We also tried alternative sources of borrowings i.e. hedge funds, “special situations” funds but the cost of borrowings exceeded our estimated cost of equity.
Having said that, market sentiment towards oil and gas industry is improving with the stabilization of Brent oil prices above US$50 per bbl. Hence, Hibiscus Petroleum is currently in discussion with potential lenders to secure borrowing/loans for capital expenditure and working capital purposes. However, we are unable to disclose further information as we have signed confidentiality agreements with these potential lenders.
14 September 2017
Income generated by Anasuria Hibiscus UK Limited via the sale of crude oil and gas from the Anasuria Cluster is subject to taxation in the United Kingdom. Such taxable income is subject to 30% corporation tax and 10% supplementary charge.

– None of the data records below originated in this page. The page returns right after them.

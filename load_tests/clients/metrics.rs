use std::sync::atomic::{AtomicBool, AtomicU64, Ordering};
use std::time::Instant;
use std::collections::HashMap;
use serde::{Deserialize, Serialize};

/// Metrics collected during a test client session
#[derive(Debug, Clone, Serialize, Deserialize)]
#[serde(rename_all = "camelCase")]
pub struct ClientMetrics {
    pub client_id: String,
    pub room_id: String,
    pub connection_successful: bool,
    pub connection_time_ms: u64,
    pub frames_sent: u64,
    pub frames_received: u64,
    pub chat_messages_received: u64,
    pub signals_received: u64,
    pub server_errors: u64,
    pub errors: Vec<String>,
    pub session_duration_ms: u64,
    pub signaling_latencies: SignalingLatencyReport,
    pub reconnections: u32,
    pub reconnection_failures: u32,
}

/// Signaling latency report per operation
#[derive(Debug, Clone, Default, Serialize, Deserialize)]
#[serde(rename_all = "camelCase")]
pub struct SignalingLatencyReport {
    pub operations: HashMap<String, LatencyStats>,
}

/// Latency statistics for a single operation type
#[derive(Debug, Clone, Default, Serialize, Deserialize)]
#[serde(rename_all = "camelCase")]
pub struct LatencyStats {
    pub count: usize,
    pub min_ms: u64,
    pub max_ms: u64,
    pub avg_ms: u64,
    pub p50_ms: u64,
    pub p95_ms: u64,
    pub p99_ms: u64,
}

impl LatencyStats {
    /// Summarize raw samples; None when there are none
    fn from_samples(mut samples: Vec<u64>) -> Option<Self> {
        samples.sort_unstable();
        let count = samples.len();
        let min_ms = *samples.first()?;
        let max_ms = *samples.last()?;
        let avg_ms = samples.iter().sum::<u64>() / count as u64;
        Some(Self {
            count,
            min_ms,
            max_ms,
            avg_ms,
            p50_ms: percentile(&samples, 0.50),
            p95_ms: percentile(&samples, 0.95),
            p99_ms: percentile(&samples, 0.99),
        })
    }
}

/// Real-time metrics collector (thread-safe)
pub struct MetricsCollector {
    client_id: String,
    room_id: std::sync::Mutex<String>,
    start_time: Instant,
    connection_successful: AtomicBool,
    connection_time_ms: AtomicU64,
    frames_sent: AtomicU64,
    frames_received: AtomicU64,
    chat_messages_received: AtomicU64,
    signals_received: AtomicU64,
    server_errors: AtomicU64,
    errors: std::sync::Mutex<Vec<String>>,
    signaling_latencies: std::sync::Mutex<HashMap<String, Vec<u64>>>,
    reconnections: AtomicU64,
    reconnection_failures: AtomicU64,
}

impl MetricsCollector {
    pub fn new(client_id: String) -> Self {
        Self {
            client_id,
            room_id: std::sync::Mutex::new(String::new()),
            start_time: Instant::now(),
            connection_successful: AtomicBool::new(false),
            connection_time_ms: AtomicU64::new(0),
            frames_sent: AtomicU64::new(0),
            frames_received: AtomicU64::new(0),
            chat_messages_received: AtomicU64::new(0),
            signals_received: AtomicU64::new(0),
            server_errors: AtomicU64::new(0),
            errors: std::sync::Mutex::new(Vec::new()),
            signaling_latencies: std::sync::Mutex::new(HashMap::new()),
            reconnections: AtomicU64::new(0),
            reconnection_failures: AtomicU64::new(0),
        }
    }

    pub fn set_room_id(&self, room_id: &str) {
        if let Ok(mut r) = self.room_id.lock() {
            *r = room_id.to_string();
        }
    }

    /// Time from connect to the server's `connected` greeting
    pub fn mark_connection_successful(&self, ms: u64) {
        self.connection_successful.store(true, Ordering::SeqCst);
        self.connection_time_ms.store(ms, Ordering::SeqCst);
    }

    pub fn record_frame_sent(&self) {
        self.frames_sent.fetch_add(1, Ordering::Relaxed);
    }

    pub fn record_frame_received(&self) {
        self.frames_received.fetch_add(1, Ordering::Relaxed);
    }

    pub fn record_chat_received(&self) {
        self.chat_messages_received.fetch_add(1, Ordering::Relaxed);
    }

    pub fn record_signal_received(&self) {
        self.signals_received.fetch_add(1, Ordering::Relaxed);
    }

    pub fn record_server_error(&self, message: &str) {
        self.server_errors.fetch_add(1, Ordering::Relaxed);
        self.record_error(format!("server: {message}"));
    }

    pub fn record_error(&self, error: String) {
        if let Ok(mut errors) = self.errors.lock() {
            errors.push(error);
        }
    }

    /// Record a signaling round-trip latency for a named operation
    pub fn record_signaling_latency(&self, operation: &str, ms: u64) {
        if let Ok(mut latencies) = self.signaling_latencies.lock() {
            latencies.entry(operation.to_string()).or_default().push(ms);
        }
    }

    pub fn record_reconnection(&self) {
        self.reconnections.fetch_add(1, Ordering::Relaxed);
    }

    pub fn record_reconnection_failure(&self) {
        self.reconnection_failures.fetch_add(1, Ordering::Relaxed);
    }

    /// Generate final metrics report (sync, safe to call from an OS thread)
    pub fn generate_report(&self) -> ClientMetrics {
        let errors = self.errors.lock().map(|e| e.clone()).unwrap_or_default();
        let room_id = self.room_id.lock().map(|r| r.clone()).unwrap_or_default();
        let latencies = self.signaling_latencies.lock().map(|l| l.clone()).unwrap_or_default();

        let operations = latencies
            .into_iter()
            .filter_map(|(op, samples)| LatencyStats::from_samples(samples).map(|s| (op, s)))
            .collect();

        ClientMetrics {
            client_id: self.client_id.clone(),
            room_id,
            connection_successful: self.connection_successful.load(Ordering::SeqCst),
            connection_time_ms: self.connection_time_ms.load(Ordering::SeqCst),
            frames_sent: self.frames_sent.load(Ordering::Relaxed),
            frames_received: self.frames_received.load(Ordering::Relaxed),
            chat_messages_received: self.chat_messages_received.load(Ordering::Relaxed),
            signals_received: self.signals_received.load(Ordering::Relaxed),
            server_errors: self.server_errors.load(Ordering::Relaxed),
            errors,
            session_duration_ms: self.start_time.elapsed().as_millis() as u64,
            signaling_latencies: SignalingLatencyReport { operations },
            reconnections: self.reconnections.load(Ordering::Relaxed) as u32,
            reconnection_failures: self.reconnection_failures.load(Ordering::Relaxed) as u32,
        }
    }
}

/// Per-room summary statistics
#[derive(Debug, Clone, Default, Serialize, Deserialize)]
#[serde(rename_all = "camelCase")]
pub struct RoomSummary {
    pub room_id: String,
    pub total_clients: usize,
    pub successful_connections: usize,
    pub chat_messages_received: u64,
    pub signals_received: u64,
    pub total_errors: usize,
}

/// Aggregated signaling latency across all clients
#[derive(Debug, Clone, Default, Serialize, Deserialize)]
#[serde(rename_all = "camelCase")]
pub struct AggregatedLatencies {
    pub operations: HashMap<String, LatencyStats>,
}

/// Aggregates metrics from multiple clients
#[derive(Debug, Default, Serialize, Deserialize)]
#[serde(rename_all = "camelCase")]
pub struct TestSummary {
    pub total_clients: usize,
    pub successful_connections: usize,
    pub failed_connections: usize,
    pub average_connection_time_ms: u64,
    pub p50_connection_time_ms: u64,
    pub p95_connection_time_ms: u64,
    pub p99_connection_time_ms: u64,
    pub total_frames_sent: u64,
    pub total_frames_received: u64,
    pub total_chat_messages_received: u64,
    pub total_signals_received: u64,
    pub total_server_errors: u64,
    pub average_session_duration_ms: u64,
    pub total_errors: usize,
    pub signaling_latencies: AggregatedLatencies,
    pub rooms: Vec<RoomSummary>,
    pub total_reconnections: u32,
    pub total_reconnection_failures: u32,
}

impl TestSummary {
    pub fn from_metrics(metrics: &[ClientMetrics]) -> Self {
        if metrics.is_empty() {
            return Self::default();
        }

        let total_clients = metrics.len();
        let successful_connections = metrics.iter().filter(|m| m.connection_successful).count();

        let mut connection_times: Vec<u64> = metrics
            .iter()
            .filter(|m| m.connection_successful)
            .map(|m| m.connection_time_ms)
            .collect();
        connection_times.sort_unstable();

        let average_connection_time_ms = if connection_times.is_empty() {
            0
        } else {
            connection_times.iter().sum::<u64>() / connection_times.len() as u64
        };

        Self {
            total_clients,
            successful_connections,
            failed_connections: total_clients - successful_connections,
            average_connection_time_ms,
            p50_connection_time_ms: percentile(&connection_times, 0.50),
            p95_connection_time_ms: percentile(&connection_times, 0.95),
            p99_connection_time_ms: percentile(&connection_times, 0.99),
            total_frames_sent: metrics.iter().map(|m| m.frames_sent).sum(),
            total_frames_received: metrics.iter().map(|m| m.frames_received).sum(),
            total_chat_messages_received: metrics.iter().map(|m| m.chat_messages_received).sum(),
            total_signals_received: metrics.iter().map(|m| m.signals_received).sum(),
            total_server_errors: metrics.iter().map(|m| m.server_errors).sum(),
            average_session_duration_ms: metrics.iter().map(|m| m.session_duration_ms).sum::<u64>()
                / total_clients as u64,
            total_errors: metrics.iter().map(|m| m.errors.len()).sum(),
            signaling_latencies: Self::aggregate_latencies(metrics),
            rooms: Self::compute_room_summaries(metrics),
            total_reconnections: metrics.iter().map(|m| m.reconnections).sum(),
            total_reconnection_failures: metrics.iter().map(|m| m.reconnection_failures).sum(),
        }
    }

    fn compute_room_summaries(metrics: &[ClientMetrics]) -> Vec<RoomSummary> {
        let mut room_map: HashMap<String, Vec<&ClientMetrics>> = HashMap::new();
        for m in metrics {
            room_map.entry(m.room_id.clone()).or_default().push(m);
        }

        let mut rooms: Vec<RoomSummary> = room_map.into_iter().map(|(room_id, clients)| {
            RoomSummary {
                room_id,
                total_clients: clients.len(),
                successful_connections: clients.iter().filter(|c| c.connection_successful).count(),
                chat_messages_received: clients.iter().map(|c| c.chat_messages_received).sum(),
                signals_received: clients.iter().map(|c| c.signals_received).sum(),
                total_errors: clients.iter().map(|c| c.errors.len()).sum(),
            }
        }).collect();

        rooms.sort_by(|a, b| a.room_id.cmp(&b.room_id));
        rooms
    }

    fn aggregate_latencies(metrics: &[ClientMetrics]) -> AggregatedLatencies {
        let mut all_samples: HashMap<String, Vec<u64>> = HashMap::new();
        for m in metrics {
            for (op, stats) in &m.signaling_latencies.operations {
                // Only per-client stats survive; each client's p50 stands in as one sample
                all_samples.entry(op.clone()).or_default().push(stats.p50_ms);
            }
        }

        let operations = all_samples
            .into_iter()
            .filter_map(|(op, samples)| LatencyStats::from_samples(samples).map(|s| (op, s)))
            .collect();

        AggregatedLatencies { operations }
    }

    pub fn print_summary(&self) {
        println!("\n=== Load Test Summary ===");
        println!("Total Clients: {}", self.total_clients);
        println!("Successful Connections: {}", self.successful_connections);
        println!("Failed Connections: {}", self.failed_connections);
        println!("\nConnection Time:");
        println!("  Average: {} ms", self.average_connection_time_ms);
        println!("  P50: {} ms", self.p50_connection_time_ms);
        println!("  P95: {} ms", self.p95_connection_time_ms);
        println!("  P99: {} ms", self.p99_connection_time_ms);
        println!("\nTraffic:");
        println!("  Frames Sent: {}", self.total_frames_sent);
        println!("  Frames Received: {}", self.total_frames_received);
        println!("  Chat Messages Received: {}", self.total_chat_messages_received);
        println!("  Signals Received: {}", self.total_signals_received);
        println!("  Server Error Frames: {}", self.total_server_errors);

        if !self.signaling_latencies.operations.is_empty() {
            println!("\nSignaling Latencies (aggregated across clients):");
            let mut ops: Vec<_> = self.signaling_latencies.operations.iter().collect();
            ops.sort_by_key(|(k, _)| (*k).clone());
            for (op, stats) in &ops {
                println!("  {}: avg={}ms p50={}ms p95={}ms p99={}ms (n={})",
                    op, stats.avg_ms, stats.p50_ms, stats.p95_ms, stats.p99_ms, stats.count);
            }
        }

        // Room breakdown (only if more than 1 room)
        if self.rooms.len() > 1 {
            println!("\nPer-Room Breakdown ({} rooms):", self.rooms.len());
            for room in &self.rooms {
                println!("  {}: {} clients, {} chat received, {} signals received, {} errors",
                    room.room_id, room.total_clients, room.chat_messages_received,
                    room.signals_received, room.total_errors);
            }
        }

        // Churn stats (only if churn occurred)
        if self.total_reconnections > 0 || self.total_reconnection_failures > 0 {
            println!("\nChurn Statistics:");
            println!("  Total Reconnections: {}", self.total_reconnections);
            println!("  Reconnection Failures: {}", self.total_reconnection_failures);
        }

        println!("\nSession:");
        println!("  Average Duration: {} ms ({:.2} s)", self.average_session_duration_ms, self.average_session_duration_ms as f64 / 1000.0);
        println!("  Total Errors: {}", self.total_errors);
        println!("========================\n");
    }
}

fn percentile(sorted_data: &[u64], p: f64) -> u64 {
    if sorted_data.is_empty() {
        return 0;
    }
    let idx = (p * (sorted_data.len() - 1) as f64).round() as usize;
    sorted_data[idx.min(sorted_data.len() - 1)]
}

The accounting profit (in this case, the profit before taxation) and taxable income can be different in certain reporting periods because of the differences in principles approved for financial reporting and tax filing. In addition, provision for taxation at the end of each accounting period is pro-rated based on latest available information of the total tax obligations for the full financial year.
14 June 2017
Announcement of quarterly results for each financial quarter is due not later than 2 months from the end of the quarter. For example, the announcement of the quarterly results for the quarter ended 31 March 2017 is due not later than 31 May 2017.
19 May 2017
Crude Oil is a naturally occuring unrefined petroleum product. The Company produces crude oil from the Anasuria Cluster of producing fields offshore United Kingdom in the central North Sea.
Brent is a benchmark crude which is a crude oil that serves as a reference price for buyers and sellers of crude oil. Currently there are three primary benchmarks globally, which are:-
Hibiscus Petroleum uses Brent as a reference price for Anasuria because the quality and type of crude oil produced by the Anasuria Cluster is close to Brent.